[WHAT IS BEING ASKED] Repeat all the records, precisely as given.

--- MATERIALS PROVIDED Enclosed Below ---

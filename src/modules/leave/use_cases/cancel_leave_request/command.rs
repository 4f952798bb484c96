use crate::shared::core::primitives::{EmployeeId, RequestId};
use chrono::{DateTime, Utc};

#[derive(Debug, Clone, PartialEq, Eq)]
pub struct CancelLeaveRequest {
    pub request_id: RequestId,
    pub requester_id: EmployeeId,
    pub cancelled_at: DateTime<Utc>,
}
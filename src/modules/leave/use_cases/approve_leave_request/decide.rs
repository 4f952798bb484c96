// Pure decision function for approval.
//
// Responsibilities
// - Require an existing request, the requester's manager and a Pending status.
// - Require a re-validation with zero errors.
// - Emit LeaveRequestApprovedV1 carrying the days to debit.
//
// Testing guidance
// - Check ordering: NotFound, Unauthorized, NotPending, Validation.

use crate::modules::leave::core::decision::DecideError;
use crate::modules::leave::core::directory::Directory;
use crate::modules::leave::core::events::{
    LeaveRequestEvent, v1::leave_request_approved::LeaveRequestApprovedV1,
};
use crate::modules::leave::core::request::LeaveStatus;
use crate::modules::leave::core::state::LeaveRequestState;
use crate::modules::leave::core::validation::ValidationReport;
use crate::modules::leave::use_cases::approve_leave_request::command::ApproveLeaveRequest;

pub fn decide_approve(
    state: &LeaveRequestState,
    command: ApproveLeaveRequest,
    directory: &Directory,
    report: &ValidationReport,
) -> Result<Vec<LeaveRequestEvent>, DecideError> {
    let Some(request) = state.request() else {
        return Err(DecideError::NotFound(command.request_id));
    };
    if !directory.is_manager_of(&command.approver_id, &request.employee_id) {
        return Err(DecideError::Unauthorized {
            actor: command.approver_id,
            requester: request.employee_id.clone(),
        });
    }
    if request.status != LeaveStatus::Pending {
        return Err(DecideError::NotPending { status: request.status });
    }
    if !report.is_admissible() {
        return Err(DecideError::Validation(report.errors.clone()));
    }

    Ok(vec![LeaveRequestEvent::LeaveRequestApprovedV1(
        LeaveRequestApprovedV1 {
            request_id: command.request_id,
            approver_id: command.approver_id,
            days_debited: report.working_days.unwrap_or(request.days),
            comment: command.comment,
            decided_at: command.decided_at,
        },
    )])
}
use axum::{
    Json,
    extract::{Path, Query, State},
    response::IntoResponse,
};
use chrono::Utc;
use serde::Deserialize;

use crate::modules::leave::core::request::LeaveStatus;
use crate::modules::leave::use_cases::list_leave_requests::handler::RequestFilter;
use crate::shell::state::AppState;

#[derive(Deserialize)]
pub struct ListLeaveRequestsParams {
    pub employee_id: Option<String>,
    pub status: Option<LeaveStatus>,
}

pub async fn handle_list(
    State(state): State<AppState>,
    Query(params): Query<ListLeaveRequestsParams>,
) -> impl IntoResponse {
    let filter = RequestFilter {
        employee_id: params.employee_id,
        statuses: params.status.into_iter().collect(),
    };
    match state.engine.list_requests(&filter).await {
        Ok(requests) => Json(requests).into_response(),
        Err(err) => err.into_response(),
    }
}

pub async fn handle_pending_approvals(
    State(state): State<AppState>,
    Path(manager_id): Path<String>,
) -> impl IntoResponse {
    match state.engine.pending_approvals(&manager_id, Utc::now()).await {
        Ok(queue) => Json(queue).into_response(),
        Err(err) => err.into_response(),
    }
}

pub async fn handle_balances(
    State(state): State<AppState>,
    Path(employee_id): Path<String>,
) -> impl IntoResponse {
    match state.engine.balances(&employee_id).await {
        Ok(sheet) => Json(sheet).into_response(),
        Err(err) => err.into_response(),
    }
}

--- End of Enclosed MATERIALS PROVIDED ---

[RESULT OF THIS TASK]
filename src/modules/leave/use_cases/cancel_leave_request/command.rs
repository 4f952798bb484c96
use crate::shared::core::primitives::{EmployeeId, RequestId};
use chrono::{DateTime, Utc};

#[derive(Debug, Clone, PartialEq, Eq)]
pub struct CancelLeaveRequest {
    pub request_id: RequestId,
    pub requester_id: EmployeeId,
    pub cancelled_at: DateTime<Utc>,
}
filename src/modules/leave/use_cases/approve_leave_request/decide.rs
repository 4f952798bb484c96
// Pure decision function for approval.
//
// Responsibilities
// - Require an existing request, the requester's manager and a Pending status.
// - Require a re-validation with zero errors.
// - Emit LeaveRequestApprovedV1 carrying the days to debit.
//
// Testing guidance
// - Check ordering: NotFound, Unauthorized, NotPending, Validation.

use crate::modules::leave::core::decision::DecideError;
use crate::modules::leave::core::directory::Directory;
use crate::modules::leave::core::events::{
    LeaveRequestEvent, v1::leave_request_approved::LeaveRequestApprovedV1,
};
use crate::modules::leave::core::request::LeaveStatus;
use crate::modules::leave::core::state::LeaveRequestState;
use crate::modules::leave::core::validation::ValidationReport;
use crate::modules::leave::use_cases::approve_leave_request::command::ApproveLeaveRequest;

pub fn decide_approve(
    state: &LeaveRequestState,
    command: ApproveLeaveRequest,
    directory: &Directory,
    report: &ValidationReport,
) -> Result<Vec<LeaveRequestEvent>, DecideError> {
    let Some(request) = state.request() else {
        return Err(DecideError::NotFound(command.request_id));
    };
    if !directory.is_manager_of(&command.approver_id, &request.employee_id) {
        return Err(DecideError::Unauthorized {
            actor: command.approver_id,
            requester: request.employee_id.clone(),
        });
    }
    if request.status != LeaveStatus::Pending {
        return Err(DecideError::NotPending { status: request.status });
    }
    if !report.is_admissible() {
        return Err(DecideError::Validation(report.errors.clone()));
    }

    Ok(vec![LeaveRequestEvent::LeaveRequestApprovedV1(
        LeaveRequestApprovedV1 {
            request_id: command.request_id,
            approver_id: command.approver_id,
            days_debited: report.working_days.unwrap_or(request.days),
            comment: command.comment,
            decided_at: command.decided_at,
        },
    )])
}
use axum::{
    Json,
    extract::{Path, Query, State},
    response::IntoResponse,
};
use chrono::Utc;
use serde::Deserialize;

use crate::modules::leave::core::request::LeaveStatus;
use crate::modules::leave::use_cases::list_leave_requests::handler::RequestFilter;
use crate::shell::state::AppState;

#[derive(Deserialize)]
pub struct ListLeaveRequestsParams {
    pub employee_id: Option<String>,
    pub status: Option<LeaveStatus>,
}

pub async fn handle_list(
    State(state): State<AppState>,
    Query(params): Query<ListLeaveRequestsParams>,
) -> impl IntoResponse {
    let filter = RequestFilter {
        employee_id: params.employee_id,
        statuses: params.status.into_iter().collect(),
    };
    match state.engine.list_requests(&filter).await {
        Ok(requests) => Json(requests).into_response(),
        Err(err) => err.into_response(),
    }
}

pub async fn handle_pending_approvals(
    State(state): State<AppState>,
    Path(manager_id): Path<String>,
) -> impl IntoResponse {
    match state.engine.pending_approvals(&manager_id, Utc::now()).await {
        Ok(queue) => Json(queue).into_response(),
        Err(err) => err.into_response(),
    }
}

pub async fn handle_balances(
    State(state): State<AppState>,
    Path(employee_id): Path<String>,
) -> impl IntoResponse {
    match state.engine.balances(&employee_id).await {
        Ok(sheet) => Json(sheet).into_response(),
        Err(err) => err.into_response(),
    }
}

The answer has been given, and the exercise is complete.